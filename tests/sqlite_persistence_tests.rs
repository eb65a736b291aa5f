#![cfg(feature = "sqlite")]

use chrono::{NaiveDate, Weekday};
use tempfile::NamedTempFile;
use worklist::calendar::CalendarError;
use worklist::persistence::{PersistenceError, SqliteWorklistStore, TaskSource, VacationStore};
use worklist::{DayOffReason, DueDate, Task};

fn d(day: u32) -> NaiveDate {
    NaiveDate::from_ymd_opt(2025, 1, day).unwrap()
}

#[test]
fn sqlite_store_round_trip_tasks() {
    let file = NamedTempFile::new().unwrap();
    let tasks = vec![
        Task::new(2, "Build", 600, d(7), d(17)).with_time_used(30),
        Task::new(1, "Design", 240, d(6), d(8)).with_category("Planning"),
    ];

    {
        let store = SqliteWorklistStore::new(file.path()).unwrap();
        store.save_tasks(&tasks).unwrap();
    }

    let store = SqliteWorklistStore::new(file.path()).unwrap();
    let loaded = store.load_tasks().unwrap();
    assert_eq!(loaded.len(), 2);
    assert_eq!(loaded[0], tasks[1]);
    assert_eq!(loaded[1], tasks[0]);
}

#[test]
fn upsert_find_and_delete() {
    let store = SqliteWorklistStore::in_memory().unwrap();
    let mut task = Task::new(5, "Draft", 90, d(6), d(9));
    store.upsert_task(&task).unwrap();

    task.log_time(45);
    store.upsert_task(&task).unwrap();
    assert_eq!(store.find_task(5).unwrap().unwrap().time_used, 45);

    assert!(store.delete_task(5).unwrap());
    assert!(!store.delete_task(5).unwrap());
    assert!(store.find_task(5).unwrap().is_none());
}

#[test]
fn open_tasks_are_unfinished_and_due_sorted() {
    let store = SqliteWorklistStore::in_memory().unwrap();
    store
        .save_tasks(&[
            Task::new(1, "Someday", 60, d(6), DueDate::None),
            Task::new(2, "Friday", 60, d(6), d(10)),
            Task::new(3, "Done", 60, d(6), d(7)).finished(),
            Task::new(4, "Now", 60, d(6), DueDate::Asap),
            Task::new(5, "Tuesday", 60, d(6), d(7)),
        ])
        .unwrap();

    let ids: Vec<u32> = store.open_tasks().unwrap().iter().map(|t| t.id).collect();
    assert_eq!(ids, vec![4, 5, 2, 1]);
}

#[test]
fn vacation_store_marks_and_unmarks() {
    let store = SqliteWorklistStore::in_memory().unwrap();
    store.mark_vacation(d(8)).unwrap();
    store.mark_vacation(d(8)).unwrap();
    store.mark_vacation(d(9)).unwrap();
    assert_eq!(store.vacation_days().unwrap(), vec![d(8), d(9)]);

    store.unmark_vacation(d(8)).unwrap();
    assert_eq!(store.vacation_days().unwrap(), vec![d(9)]);
}

#[test]
fn holidays_survive_vacation_changes() {
    let store = SqliteWorklistStore::in_memory().unwrap();
    store.add_holiday(d(1)).unwrap();
    store.mark_vacation(d(1)).unwrap();
    store.unmark_vacation(d(1)).unwrap();

    let days_off = store.load_days_off().unwrap();
    assert_eq!(days_off.len(), 1);
    assert_eq!(days_off[0].reason, DayOffReason::Holiday);
    assert!(store.vacation_days().unwrap().is_empty());
}

#[test]
fn duplicate_ids_are_rejected() {
    let store = SqliteWorklistStore::in_memory().unwrap();
    let result = store.save_tasks(&[
        Task::new(1, "A", 10, d(6), d(7)),
        Task::new(1, "B", 10, d(6), d(7)),
    ]);
    assert!(result.is_err());
    assert!(store.load_tasks().unwrap().is_empty());
}

#[test]
fn stored_days_off_rebuild_the_calendar() {
    let store = SqliteWorklistStore::in_memory().unwrap();
    store.add_holiday(d(1)).unwrap();
    store.mark_vacation(d(8)).unwrap();

    let working_week = [
        Weekday::Mon,
        Weekday::Tue,
        Weekday::Wed,
        Weekday::Thu,
        Weekday::Fri,
    ];
    let calendar = store.calendar(working_week).unwrap();
    assert_eq!(calendar.holidays(), vec![d(1)]);
    assert_eq!(calendar.vacations(), vec![d(8)]);
    assert_eq!(calendar.work_days_between(d(6), d(10)), 4);

    assert!(matches!(
        store.calendar(Vec::new()),
        Err(PersistenceError::Calendar(CalendarError::NoWorkingDays))
    ));
}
=======
■ What is needed ■
Once you reach the line with "assert_eq!(days_off.len(), 1);" in the data above, copy it and every line after it exactly, up to and including the line with "assert!(result.is_err());".

■ Task result ■
    assert_eq!(days_off.len(), 1);
    assert_eq!(days_off[0].reason, DayOffReason::Holiday);
    assert!(store.vacation_days().unwrap().is_empty());
}

#[test]
fn duplicate_ids_are_rejected() {
    let store = SqliteWorklistStore::in_memory().unwrap();
    let result = store.save_tasks(&[
        Task::new(1, "A", 10, d(6), d(7)),
        Task::new(1, "B", 10, d(6), d(7)),
    ]);
    assert!(result.is_err());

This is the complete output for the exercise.